Bureau of Land Management hopes goats can slow down forest fires
DENVER (AP) – A group of horse trailers pulls up at the start of a trail outside of Carbondale. The gates open and over 800 goats jump into the gravel parking lot. The goats head straight for the nearest grassy hill and immediately begin to munch on the ground.
That’s what these goats are here to do: eat, poop and stomp, grind their manure in the ground. Goats munch on a type of wheatgrass that once fed the cattle at Sutey Ranch, which is overgrown and unappealing to local elk and deer.
“Our hope is that if we can regrow some of these grasses, improve the soil, and make room for the growth of other more desirable plants, the fields will be even more valuable to wildlife,” said Hilary Boyd, biologist. from wildlife. with the United States Bureau of Land Management.
This is one of the first projects goat breeder Lani Malmberg worked on with the BLM. She calls her border collie, Rosco, to move the goats to where she needs them. Malmberg and his trainee then unroll a portable electric fence around the herd, which quietly gnaws at the ground.
Malmberg stays in a camper van on the construction site with his goats. She grew up raising cattle and graduated from Colorado State University to study weed management. There, she learned that goats are good at eating weeds and cleaning pesky plants. She bought a herd of cashmere goats in 1996 to start her business managing private and public land without using pesticides or heavy machinery.
Malmberg goats travel across the country to work on different land management projects. The animals remove harmful weeds and help control erosion along rivers. Goats also eat brush that could fuel large forest fires, a job Malmberg and his herd are increasingly committed to.
Climate change is causing warmer and drier conditions in the West and larger and more frequent forest fires. When Malmberg and the goats are done at the Sutey Ranch, she’ll pack them up and move them to another BLM project where they’ll clear out oak brush near an area burned by the Grizzly Creek fire last year.
Malmberg’s goats were grazing there when the fire broke out.

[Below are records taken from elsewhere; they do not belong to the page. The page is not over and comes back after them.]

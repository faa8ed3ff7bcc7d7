//! Fixed-capacity circular byte store.
//!
//! This is the lowest layer of ucpack. Bytes arriving from a transport are
//! pushed into a [`RingBuffer`]; the packet codec reads frames out of it by
//! logical offset from the oldest byte.
//!
//! The buffer never refuses data: pushing into a full buffer evicts the
//! oldest byte. Callers that need loss detection must count bytes themselves.

pub mod error;
pub mod ring;

pub use error::{BufferError, Result};
pub use ring::{Iter, RingBuffer};
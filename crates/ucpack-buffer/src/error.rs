/// Errors that can occur when constructing a ring buffer.
#[derive(Debug, Clone, PartialEq, Eq, thiserror::Error)]
pub enum BufferError {
    /// A ring buffer must hold at least one byte.
    #[error("ring buffer capacity must be greater than zero")]
    ZeroCapacity,
}

pub type Result<T> = std::result::Result<T, BufferError>;
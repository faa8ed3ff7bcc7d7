use ucpack_frame::shape::ALL;
use ucpack_frame::FieldKind;

use crate::cmd::ShapesArgs;
use crate::exit::{CliResult, SUCCESS};
use crate::output::{print_shapes, OutputFormat, ShapeOutput, ShapesOutput};

pub fn run(_args: ShapesArgs, format: OutputFormat) -> CliResult<i32> {
    let out = ShapesOutput {
        schema_id: "ucpack/cli/v1/shapes",
        shapes: ALL
            .iter()
            .map(|shape| ShapeOutput {
                name: shape.name(),
                fields: shape.fields().iter().map(|k| FieldKind::name(*k)).collect(),
                payload_length: shape.payload_len(),
                frame_length: shape.frame_len(),
            })
            .collect(),
    };
    print_shapes(&out, format);
    Ok(SUCCESS)
}
use std::cell::Cell;
use std::rc::Rc;
use std::time::{Duration, Instant};

/// Source of elapsed time for deadlines.
pub trait Clock {
    /// Time since an arbitrary, fixed epoch. Never decreases.
    fn now(&self) -> Duration;
}

impl<C: Clock + ?Sized> Clock for &C {
    fn now(&self) -> Duration {
        (**self).now()
    }
}

/// Monotonic wall clock measured from construction.
#[derive(Debug, Clone, Copy)]
pub struct SystemClock {
    origin: Instant,
}

impl SystemClock {
    pub fn new() -> Self {
        Self {
            origin: Instant::now(),
        }
    }
}

impl Default for SystemClock {
    fn default() -> Self {
        Self::new()
    }
}

impl Clock for SystemClock {
    fn now(&self) -> Duration {
        self.origin.elapsed()
    }
}

/// Hand-driven clock. Clones share the same time.
#[derive(Debug, Clone, Default)]
pub struct ManualClock {
    now: Rc<Cell<Duration>>,
}

impl ManualClock {
    pub fn new() -> Self {
        Self::default()
    }

    pub fn set(&self, now: Duration) {
        self.now.set(now);
    }

    pub fn advance(&self, by: Duration) {
        self.now.set(self.now.get() + by);
    }
}

impl Clock for ManualClock {
    fn now(&self) -> Duration {
        self.now.get()
    }
}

She said it was terrifying – she, her son and his wife, and over 1,000 goats hurtled down the mountain away from the flames.
“The bears and the pumas were running with us, we were all running together,” said Malmberg.
Malmberg is happy to finally work with federal land managers, who control almost half of the land in western states. She said the BLM should try new ways to take care of public lands as the climate warms and dries out.
Boyd, the BLM wildlife biologist, wants to use the goats for another project. The agency eliminated the fuel from forest fires in one area 15 years ago, but now these plants are starting to grow back. It may not be possible to clear this land with controlled fire due to the dry conditions and nearby homes and private land.
“We think bringing the goats in and eating the brush might be the best way to keep the treatment going,” Boyd said.
The goats will return to Sutey Ranch next year, and possibly the next decade, to complete restoration work on the old pasture. Boyd says she is happy to work with the goats, even if the job takes a little longer.